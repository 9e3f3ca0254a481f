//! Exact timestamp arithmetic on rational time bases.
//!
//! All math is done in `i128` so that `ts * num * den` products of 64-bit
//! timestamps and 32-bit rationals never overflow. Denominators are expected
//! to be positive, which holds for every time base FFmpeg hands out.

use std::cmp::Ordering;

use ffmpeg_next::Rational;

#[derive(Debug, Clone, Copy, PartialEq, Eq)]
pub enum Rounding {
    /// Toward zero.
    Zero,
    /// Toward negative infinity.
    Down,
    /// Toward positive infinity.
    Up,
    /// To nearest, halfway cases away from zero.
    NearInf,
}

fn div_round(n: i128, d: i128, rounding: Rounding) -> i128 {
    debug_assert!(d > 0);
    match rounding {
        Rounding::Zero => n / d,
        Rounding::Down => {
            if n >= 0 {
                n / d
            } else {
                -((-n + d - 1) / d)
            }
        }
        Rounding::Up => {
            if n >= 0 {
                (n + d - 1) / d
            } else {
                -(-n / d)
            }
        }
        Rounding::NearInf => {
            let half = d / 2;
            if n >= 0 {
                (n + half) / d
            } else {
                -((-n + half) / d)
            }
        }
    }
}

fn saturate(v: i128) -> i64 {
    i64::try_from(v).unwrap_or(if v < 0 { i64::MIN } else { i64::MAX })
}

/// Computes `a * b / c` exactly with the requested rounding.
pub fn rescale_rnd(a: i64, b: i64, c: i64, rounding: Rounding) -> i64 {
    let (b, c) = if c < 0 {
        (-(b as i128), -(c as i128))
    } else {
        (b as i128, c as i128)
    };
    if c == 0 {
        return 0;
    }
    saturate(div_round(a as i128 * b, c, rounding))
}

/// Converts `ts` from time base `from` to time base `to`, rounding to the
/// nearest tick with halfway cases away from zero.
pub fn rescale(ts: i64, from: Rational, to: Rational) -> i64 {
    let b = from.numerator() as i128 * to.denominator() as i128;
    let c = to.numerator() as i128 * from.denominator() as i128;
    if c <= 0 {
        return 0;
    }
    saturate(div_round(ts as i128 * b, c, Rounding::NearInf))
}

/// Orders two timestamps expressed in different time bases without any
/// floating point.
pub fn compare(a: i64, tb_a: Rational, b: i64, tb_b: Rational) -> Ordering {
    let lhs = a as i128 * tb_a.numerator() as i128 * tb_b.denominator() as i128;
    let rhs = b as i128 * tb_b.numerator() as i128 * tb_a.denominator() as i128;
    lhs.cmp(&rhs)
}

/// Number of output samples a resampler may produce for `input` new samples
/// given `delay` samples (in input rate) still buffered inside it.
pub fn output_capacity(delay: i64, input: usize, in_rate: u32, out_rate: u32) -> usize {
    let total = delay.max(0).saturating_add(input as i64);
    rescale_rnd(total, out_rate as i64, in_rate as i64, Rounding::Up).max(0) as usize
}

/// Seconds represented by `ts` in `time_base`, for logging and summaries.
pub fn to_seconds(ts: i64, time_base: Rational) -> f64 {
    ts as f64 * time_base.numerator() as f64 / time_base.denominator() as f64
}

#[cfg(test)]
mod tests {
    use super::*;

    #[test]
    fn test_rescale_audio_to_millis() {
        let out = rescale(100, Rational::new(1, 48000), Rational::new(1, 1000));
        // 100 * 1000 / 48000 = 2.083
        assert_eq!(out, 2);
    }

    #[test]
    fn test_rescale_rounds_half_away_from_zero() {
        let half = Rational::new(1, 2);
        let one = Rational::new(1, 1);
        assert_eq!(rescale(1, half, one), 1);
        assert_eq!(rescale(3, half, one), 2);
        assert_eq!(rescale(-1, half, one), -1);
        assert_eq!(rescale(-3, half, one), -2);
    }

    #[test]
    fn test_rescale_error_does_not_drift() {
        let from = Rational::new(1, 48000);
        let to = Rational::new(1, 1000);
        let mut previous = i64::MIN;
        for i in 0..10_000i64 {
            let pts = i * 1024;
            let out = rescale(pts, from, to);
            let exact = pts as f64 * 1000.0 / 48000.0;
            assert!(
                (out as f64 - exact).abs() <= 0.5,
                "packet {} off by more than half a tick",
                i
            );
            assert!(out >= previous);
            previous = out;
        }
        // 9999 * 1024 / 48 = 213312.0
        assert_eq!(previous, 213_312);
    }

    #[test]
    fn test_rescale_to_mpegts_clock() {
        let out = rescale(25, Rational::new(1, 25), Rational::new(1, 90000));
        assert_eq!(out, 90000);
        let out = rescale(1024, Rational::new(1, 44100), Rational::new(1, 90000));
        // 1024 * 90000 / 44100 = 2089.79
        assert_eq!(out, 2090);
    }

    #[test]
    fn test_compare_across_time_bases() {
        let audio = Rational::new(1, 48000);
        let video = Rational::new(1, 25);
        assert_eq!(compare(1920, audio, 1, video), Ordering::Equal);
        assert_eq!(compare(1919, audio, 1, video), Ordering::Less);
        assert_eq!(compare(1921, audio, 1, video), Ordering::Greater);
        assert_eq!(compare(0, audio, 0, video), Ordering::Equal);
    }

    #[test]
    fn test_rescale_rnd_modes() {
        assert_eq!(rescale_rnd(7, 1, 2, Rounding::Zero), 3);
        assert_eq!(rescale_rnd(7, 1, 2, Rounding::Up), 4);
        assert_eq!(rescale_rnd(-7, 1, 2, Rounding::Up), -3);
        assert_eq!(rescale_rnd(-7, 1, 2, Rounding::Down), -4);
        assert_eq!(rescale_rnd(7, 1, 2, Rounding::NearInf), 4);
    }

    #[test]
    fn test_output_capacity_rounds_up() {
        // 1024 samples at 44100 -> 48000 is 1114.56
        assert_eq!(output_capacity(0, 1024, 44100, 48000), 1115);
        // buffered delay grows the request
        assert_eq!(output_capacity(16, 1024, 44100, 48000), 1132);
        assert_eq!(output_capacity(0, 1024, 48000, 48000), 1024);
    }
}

■ What to produce
Using the listing above, show every line that includes the string "infinity".

■ Expected answer
    /// Toward negative infinity.
    /// Toward positive infinity.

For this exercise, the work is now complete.